Speaking to Liveline, O'Byrne said that the year he moved back to Ireland was "one of the most frustrating years" of his life due to bureaucracy issues surrounding insurance, driving and banking.
Despite admitting he was "deliriously happy" since his return, he criticised in particular the lack of a direct swap facility between US and Irish-based driving licences that has "huge ramifications" on insurance costs.
"Those people coming back to the country would have to start again from ground zero. You become a learner in the eyes of an insurance company," he said.
The actor said that rural life in Ireland meant that he and his wife needed to drive for work, but were unable to do so legally with a US-issued driving licence.
"You're left marooned unless you choose to break the law," he said.
"For the first year when you return on an American driver's licence you drive like anyone else on the road - exactly like anyone else in the country. Then if we intend to stay longer than one year you must apply for a driver's licence.
"Obviously when you're a learner driver you have to have a full timer with a full driver's licence in the car with you - that full driver's licence can be a US drivers licence holder which you have one in your pocket."
The actor also believes that we should not allow US drivers to rent vehicles in Ireland if we do not recognise their licence in full.
Currently, US citizens are permitted to drive in Ireland up to 12 months as a tourist but then must go through the full driver licensing procedure as if they were a new driver.
Fellow EU citizens, along with those from "recognised" states such as Australia and New Zealand, can drive as normal on their own licence with the option to exchange for the equivalent Irish permit.
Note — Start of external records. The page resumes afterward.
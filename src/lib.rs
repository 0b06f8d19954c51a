#![allow(warnings)]

pub mod arguments;
pub mod config;
pub mod filtering;
pub mod gallery;
pub mod listings;
pub mod logger;
pub mod records;
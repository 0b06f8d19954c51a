//! Badge/price ratio: a value score relating a record's badge strength to
//! its listing price.
//!
//! BPR = (badge count x average badge rarity) / price. Higher means more or
//! rarer badges for the money. Unlisted records fall back to their total
//! badge rarity so they still sort meaningfully.

use std::collections::HashMap;

use once_cell::sync::Lazy;

/// Static badge rarity weights, estimated from the collection distribution.
static BADGE_RARITY_SCORES: Lazy<HashMap<&'static str, f64>> = Lazy::new(|| {
    HashMap::from([
        // Common
        ("any_gvc", 1.0),
        ("gamer", 1.2),
        ("plants", 1.3),
        ("science_goggles", 1.4),
        ("toy_bricks", 1.5),
        // Uncommon
        ("rainbow_boombox", 2.0),
        ("rainbow_bubble_goggles", 2.1),
        ("surfer", 2.2),
        ("pothead", 2.3),
        ("gradient_lover", 2.4),
        ("grayscale_seeker", 2.5),
        ("plastic_lover", 2.6),
        ("robot_lover", 2.7),
        ("ladies_night", 2.8),
        ("necks_level", 2.9),
        ("vibetown_social_club", 3.0),
        ("party_in_the_back", 3.1),
        ("ranger", 3.2),
        // Rare
        ("astro_bean", 4.0),
        ("cosmic", 4.2),
        ("funky_fresh", 4.4),
        ("fur_the_win", 4.6),
        ("gold_member", 4.8),
        ("great_stacheby", 5.0),
        ("gud_meat", 5.2),
        ("hail_mary_heroes", 5.4),
        // Ultra rare
        ("full_send_maverick", 8.0),
    ])
});

const DEFAULT_BADGE_RARITY: f64 = 1.0;

fn badge_rarity(key: &str) -> f64 {
    BADGE_RARITY_SCORES
        .get(key)
        .copied()
        .unwrap_or(DEFAULT_BADGE_RARITY)
}

#[derive(Debug, Clone, PartialEq)]
pub struct BprBreakdown {
    pub score: f64,
    pub badge_count: usize,
    pub total_rarity: f64,
    pub price: f64,
}

fn round2(value: f64) -> f64 {
    (value * 100.0).round() / 100.0
}

/// Compute the badge/price ratio for a set of badge keys at a listing
/// price. A price of 0 (or negative) means unlisted.
pub fn calculate_bpr<'a, I>(badge_keys: I, price: f64) -> BprBreakdown
where
    I: IntoIterator<Item = &'a str>,
{
    let keys: Vec<&str> = badge_keys.into_iter().collect();
    let badge_count = keys.len();

    if badge_count == 0 {
        return BprBreakdown {
            score: 0.0,
            badge_count: 0,
            total_rarity: 0.0,
            price: price.max(0.0),
        };
    }

    let total_rarity: f64 = keys.iter().map(|k| badge_rarity(k)).sum();

    if price <= 0.0 {
        return BprBreakdown {
            score: total_rarity,
            badge_count,
            total_rarity,
            price: 0.0,
        };
    }

    let average_rarity = total_rarity / badge_count as f64;
    BprBreakdown {
        score: round2(badge_count as f64 * average_rarity / price),
        badge_count,
        total_rarity: round2(total_rarity),
        price,
    }
}

/// Human rating for a BPR score.
pub fn bpr_rating(score: f64, listed: bool) -> &'static str {
    if !listed {
        return "Not Listed";
    }
    if score >= 10.0 {
        "Excellent Value"
    } else if score >= 5.0 {
        "Great Value"
    } else if score >= 2.0 {
        "Good Value"
    } else if score >= 1.0 {
        "Fair Value"
    } else {
        "Premium Price"
    }
}

/// Short display form; capped at 99+ to keep columns narrow.
pub fn format_bpr(score: f64, listed: bool) -> String {
    if !listed {
        return "N/A".to_string();
    }
    if score >= 100.0 {
        return "99+".to_string();
    }
    format!("{:.1}", score)
}
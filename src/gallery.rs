//! View assembly: filter + sort + windowed reveal over the dataset.

use std::sync::atomic::{AtomicU64, Ordering};
use std::sync::Arc;
use std::time::Duration;

use crate::filtering::evaluate::record_matches;
use crate::filtering::facets::FacetIndex;
use crate::filtering::selection::FilterSelection;
use crate::filtering::sort::sort_view;
use crate::listings::ListingMap;
use crate::records::types::Record;

/// Default incremental reveal step.
pub const DEFAULT_BATCH: usize = 60;

/// Computed gallery view: the dataset filtered, sorted and windowed.
pub struct Gallery {
    records: Vec<Record>,
    index: FacetIndex,
    pub selection: FilterSelection,
    visible_limit: usize,
    batch: usize,
}

impl Gallery {
    pub fn new(records: Vec<Record>) -> Self {
        Self::with_batch(records, DEFAULT_BATCH)
    }

    pub fn with_batch(records: Vec<Record>, batch: usize) -> Self {
        let batch = batch.max(1);
        let index = FacetIndex::build(&records);
        Self {
            records,
            index,
            selection: FilterSelection::default(),
            visible_limit: batch,
            batch,
        }
    }

    pub fn records(&self) -> &[Record] {
        &self.records
    }

    pub fn index(&self) -> &FacetIndex {
        &self.index
    }

    /// All records passing the current selection, in sort order. Recomputed
    /// in full on every call; tolerant of an empty listing map.
    pub fn filtered<'a>(&'a self, listings: &ListingMap) -> Vec<&'a Record> {
        let mut view: Vec<&Record> = self
            .records
            .iter()
            .filter(|record| record_matches(record, listings.get(&record.id), &self.selection))
            .collect();
        sort_view(&mut view, self.selection.sort, listings);
        view
    }

    /// The filtered view truncated to the reveal window.
    pub fn visible<'a>(&'a self, listings: &ListingMap) -> Vec<&'a Record> {
        let mut view = self.filtered(listings);
        view.truncate(self.visible_limit);
        view
    }

    pub fn visible_limit(&self) -> usize {
        self.visible_limit
    }

    /// Grow the window by one batch. Returns the new limit.
    pub fn reveal_more(&mut self) -> usize {
        self.visible_limit = self.visible_limit.saturating_add(self.batch);
        self.visible_limit
    }

    /// Snap the window back to one batch. Call on any selection change.
    pub fn reset_window(&mut self) {
        self.visible_limit = self.batch;
    }
}

/// Generation-counted debounce for free-text search. Each keystroke bumps
/// the generation; only the call that survives the quiet period untouched
/// reports settled.
#[derive(Clone, Default)]
pub struct SearchDebouncer {
    generation: Arc<AtomicU64>,
}

impl SearchDebouncer {
    pub fn new() -> Self {
        Self::default()
    }

    /// Register a keystroke and wait out the quiet period. Returns true if
    /// no newer keystroke arrived in the meantime.
    pub async fn settle(&self, quiet: Duration) -> bool {
        let generation = self.generation.fetch_add(1, Ordering::SeqCst) + 1;
        tokio::time::sleep(quiet).await;
        self.generation.load(Ordering::SeqCst) == generation
    }
}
Last year, Minister for Transport Shane Ross relaxed the procedure for unrecognised licence holders, cutting the requirement for essential driver training lessons from the usual 12 down to six as part of a reduced programme for "full foreign licence holders."
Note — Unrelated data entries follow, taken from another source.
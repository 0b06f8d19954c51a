use std::path::Path;
use std::sync::Arc;
use std::time::Duration;

use anyhow::{Context, Result};
use clap::Parser;
use colored::Colorize;

use gvcbrowser::arguments::{parse_filter_arg, Arguments};
use gvcbrowser::config::Config;
use gvcbrowser::filtering::selection::FilterSelection;
use gvcbrowser::filtering::conditional::{
    filtered_color_counts, should_show_face_color, should_show_hair_color,
};
use gvcbrowser::filtering::{suggestions, FacetField, SuggestionTarget};
use gvcbrowser::gallery::Gallery;
use gvcbrowser::listings::quote::fetch_quote;
use gvcbrowser::listings::{ListingMap, ListingsService, MarketClient};
use gvcbrowser::logger::{self, LogTag};
use gvcbrowser::records::bpr::{calculate_bpr, format_bpr};
use gvcbrowser::records::{badges, load_records, BadgeCatalog, Record};

#[tokio::main]
async fn main() {
    let args = Arguments::parse();
    logger::init(&args.debug_modules, args.verbose, args.quiet);

    if let Err(err) = run(args).await {
        logger::error(LogTag::System, &format!("{:#}", err));
        std::process::exit(1);
    }
}

async fn run(args: Arguments) -> Result<()> {
    let config = Config::load(&args.config)?;

    let data_path = args.data.as_deref().unwrap_or(&config.dataset.path);
    let badges_path = args.badges.as_deref().unwrap_or(&config.dataset.badges_path);

    let records = load_records(Path::new(data_path))?;

    let catalog = match BadgeCatalog::load(Path::new(badges_path)) {
        Ok(catalog) => catalog,
        Err(err) => {
            // Badge display names degrade to raw keys without the catalog.
            logger::warning(LogTag::Badges, &format!("{:#}", err));
            BadgeCatalog::empty()
        }
    };
    badges::init_global(catalog);

    let batch = args.limit.unwrap_or(config.general.visible_batch);
    let mut gallery = Gallery::with_batch(records, batch.max(1));
    gallery.selection = build_selection(&args)?;

    if let Some(query) = &args.suggest {
        print_suggestions(query, &gallery);
        return Ok(());
    }
    if args.facets {
        print_facets(&gallery);
        return Ok(());
    }

    let wants_listings = args.listings
        || args.watch
        || gallery.selection.listed
        || gallery.selection.sort.uses_price();

    if !wants_listings {
        print_view(&gallery, &ListingMap::new(), None);
        return Ok(());
    }

    let client = MarketClient::new(&config.marketplace)
        .context("Failed to build marketplace client")?;
    let service = ListingsService::with_page_cap(Arc::new(client), config.marketplace.max_pages);
    service.refresh().await;

    let quote = fetch_quote(
        &config.marketplace.quote_url,
        Duration::from_secs(config.marketplace.request_timeout_secs),
    )
    .await;

    print_view(&gallery, &service.listings(), quote);
    if let Some(error) = service.state().error {
        println!("{} {}", "listings:".red(), error);
    }

    if args.watch {
        let interval = Duration::from_secs(config.marketplace.refresh_interval_secs.max(1));
        logger::info(
            LogTag::System,
            &format!("watching, refresh every {}s (ctrl-c to stop)", interval.as_secs()),
        );
        let _refresher = service.start(interval);
        let mut ticker = tokio::time::interval(interval);
        // The interval fires immediately; the first view was just printed.
        ticker.tick().await;
        loop {
            ticker.tick().await;
            print_view(&gallery, &service.listings(), quote);
        }
    }

    Ok(())
}

fn build_selection(args: &Arguments) -> Result<FilterSelection> {
    let mut selection = match &args.query {
        Some(query) => FilterSelection::from_query_string(query),
        None => FilterSelection::default(),
    };

    for raw in &args.filters {
        let (field, values) = parse_filter_arg(raw).map_err(anyhow::Error::msg)?;
        for value in values {
            selection.select(field, &value);
        }
    }
    if let Some(search) = &args.search {
        selection.search = search.clone();
    }
    if let Some(sort) = args.sort {
        selection.sort = sort;
    }
    if args.listed {
        selection.listed = true;
    }
    Ok(selection)
}

fn print_suggestions(query: &str, gallery: &Gallery) {
    let ranked = suggestions(query, gallery.index(), badges::global());
    if ranked.is_empty() {
        println!("no suggestions for '{}'", query);
        return;
    }
    for suggestion in ranked {
        let kind = match suggestion.target {
            SuggestionTarget::Filter(field) => field.as_str(),
            SuggestionTarget::Search => "search",
        };
        println!("{}  {}", suggestion.label.bold(), format!("[{}]", kind).dimmed());
    }
}

fn print_facets(gallery: &Gallery) {
    let index = gallery.index();
    let selection = &gallery.selection;
    for field in FacetField::ALL {
        // Context-dependent facets mirror the sidebar rules.
        match field {
            FacetField::FaceColor if !should_show_face_color(selection, index) => continue,
            FacetField::HairColor if !should_show_hair_color(selection, index) => continue,
            FacetField::ColorCount => {
                let counts = filtered_color_counts(index);
                if !counts.is_empty() {
                    println!("{}", field.label().bold().underline());
                    for (value, count) in &counts {
                        println!("  {:<28} {}", value, count);
                    }
                }
                continue;
            }
            _ => {}
        }
        let counts = index.flat_counts(field);
        if counts.is_empty() {
            continue;
        }
        println!("{}", field.label().bold().underline());
        for (value, count) in counts {
            println!("  {:<28} {}", value, count);
        }
    }
}

fn print_view(gallery: &Gallery, listings: &ListingMap, quote: Option<f64>) {
    let filtered = gallery.filtered(listings);
    let total = filtered.len();
    let visible = gallery.visible(listings);

    for chip in gallery.selection.active_filters(badges::global()) {
        println!("{} {}", format!("{}:", chip.field_label).cyan(), chip.label);
    }

    for record in &visible {
        print_row(record, listings.get(&record.id), quote);
    }
    println!(
        "{}",
        format!("showing {} of {} matching", visible.len(), total).dimmed()
    );
}

fn print_row(record: &Record, listing: Option<&gvcbrowser::listings::Listing>, quote: Option<f64>) {
    let price = match listing {
        Some(listing) => {
            let native = format!("{:.4} {}", listing.price, listing.currency);
            match quote {
                Some(usd) => format!("{} (${:.0})", native, listing.price * usd).green().to_string(),
                None => native.green().to_string(),
            }
        }
        None => "unlisted".dimmed().to_string(),
    };
    let bpr = calculate_bpr(record.active_badges(), listing.map_or(0.0, |l| l.price));
    println!(
        "#{:<5} {:<7} {:<24} {:<20} rarity {:>8.2}  bpr {:>4}  {}",
        record.id,
        record.gender,
        record.body,
        record.type_full,
        record.rarity_score,
        format_bpr(bpr.score, listing.is_some()),
        price,
    );
}
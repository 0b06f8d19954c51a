//! Badge catalog: key -> display name mapping loaded from a side dataset.
//!
//! The catalog is cached process-wide behind a `OnceCell`, but every
//! consumer takes a `&BadgeCatalog` so tests can inject their own instead
//! of reaching for the global.

use std::collections::HashMap;
use std::path::Path;

use anyhow::{Context, Result};
use once_cell::sync::OnceCell;

use crate::logger::{self, LogTag};

#[derive(Debug, Clone)]
pub struct Badge {
    pub key: String,
    pub display_name: String,
    /// Referenced by convention; the image is not validated at load time.
    pub image_path: String,
}

#[derive(Debug, Clone, Default)]
pub struct BadgeCatalog {
    badges: HashMap<String, Badge>,
}

impl BadgeCatalog {
    pub fn empty() -> Self {
        Self::default()
    }

    /// Build a catalog from `(key, display_name)` pairs.
    pub fn from_entries<I, K, V>(entries: I) -> Self
    where
        I: IntoIterator<Item = (K, V)>,
        K: Into<String>,
        V: Into<String>,
    {
        let mut badges = HashMap::new();
        for (key, display_name) in entries {
            let key = key.into().trim().to_string();
            let display_name = display_name.into().trim().to_string();
            if key.is_empty() || display_name.is_empty() {
                continue;
            }
            let image_path = format!("badges/{}.png", key);
            badges.insert(
                key.clone(),
                Badge {
                    key,
                    display_name,
                    image_path,
                },
            );
        }
        Self { badges }
    }

    /// Load the `key,display_name` CSV. Lines missing either column are
    /// skipped.
    pub fn load(path: &Path) -> Result<Self> {
        let file = std::fs::File::open(path)
            .with_context(|| format!("Failed to open badge catalog: {}", path.display()))?;
        let mut reader = csv::ReaderBuilder::new()
            .has_headers(true)
            .flexible(true)
            .from_reader(file);

        let mut entries = Vec::new();
        for row in reader.records() {
            let row = match row {
                Ok(row) => row,
                Err(_) => continue,
            };
            let key = row.get(0).unwrap_or("").trim();
            let display_name = row.get(1).unwrap_or("").trim();
            if key.is_empty() || display_name.is_empty() {
                continue;
            }
            entries.push((key.to_string(), display_name.to_string()));
        }

        let catalog = Self::from_entries(entries);
        logger::info(
            LogTag::Badges,
            &format!("loaded badges={} from {}", catalog.len(), path.display()),
        );
        Ok(catalog)
    }

    pub fn get(&self, key: &str) -> Option<&Badge> {
        self.badges.get(key)
    }

    /// Display name for a badge key, falling back to the raw key when the
    /// catalog has no entry.
    pub fn display_name<'a>(&'a self, key: &'a str) -> &'a str {
        self.badges
            .get(key)
            .map(|b| b.display_name.as_str())
            .unwrap_or(key)
    }

    pub fn keys(&self) -> impl Iterator<Item = &str> {
        self.badges.keys().map(|k| k.as_str())
    }

    pub fn len(&self) -> usize {
        self.badges.len()
    }

    pub fn is_empty(&self) -> bool {
        self.badges.is_empty()
    }
}

static BADGE_CATALOG: OnceCell<BadgeCatalog> = OnceCell::new();

/// Install the process-wide catalog. Returns false if one was already set.
pub fn init_global(catalog: BadgeCatalog) -> bool {
    BADGE_CATALOG.set(catalog).is_ok()
}

/// Process-wide catalog; empty until [`init_global`] is called.
pub fn global() -> &'static BadgeCatalog {
    BADGE_CATALOG.get_or_init(BadgeCatalog::empty)
}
O'Byrne said the inability to transfer the full licence is "makes no sense" and he does not believe the issue is that US drivers would find driving on the opposite side of the road too difficult of a transition.
According to the Road Safety Authority (RSA), right-driving countries that can avail of a simple license conversion include South Korea, Switzerland and some Canadian territories due to their agreements as "recognised states."
After the rocky transition period, O'Byrne told Joe Duffy that the decision to return to Ireland "could not be a better move" for him, his American wife and their two daughters, adding that "the community you get in Ireland is astonishing."
Originally from Cavan, the actor recently starred in the Limerick-produced series Nightflyers, which was cancelled after its first season. He has previously held roles in Million Dollar Baby and the critically-acclaimed Little Boy Blue for which he won a BAFTA award for Best Supporting Actor in 2018.